- Work order
From the entries below, extract every line that includes the word "walker".

(Collected data entries)
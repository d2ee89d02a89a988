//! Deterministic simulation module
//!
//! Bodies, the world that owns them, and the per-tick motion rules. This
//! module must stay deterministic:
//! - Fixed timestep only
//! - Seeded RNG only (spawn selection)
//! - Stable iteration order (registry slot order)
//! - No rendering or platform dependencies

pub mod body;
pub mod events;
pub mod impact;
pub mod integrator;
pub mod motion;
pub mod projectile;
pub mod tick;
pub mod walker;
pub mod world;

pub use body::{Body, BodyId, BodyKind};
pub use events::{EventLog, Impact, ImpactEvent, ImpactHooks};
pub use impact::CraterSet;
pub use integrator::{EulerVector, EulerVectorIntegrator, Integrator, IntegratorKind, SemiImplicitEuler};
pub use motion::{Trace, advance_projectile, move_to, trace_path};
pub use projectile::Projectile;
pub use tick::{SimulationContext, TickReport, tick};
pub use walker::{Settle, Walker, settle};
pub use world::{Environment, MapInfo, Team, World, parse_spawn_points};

- Answer section
pub mod walker;
pub use walker::{Settle, Walker, settle};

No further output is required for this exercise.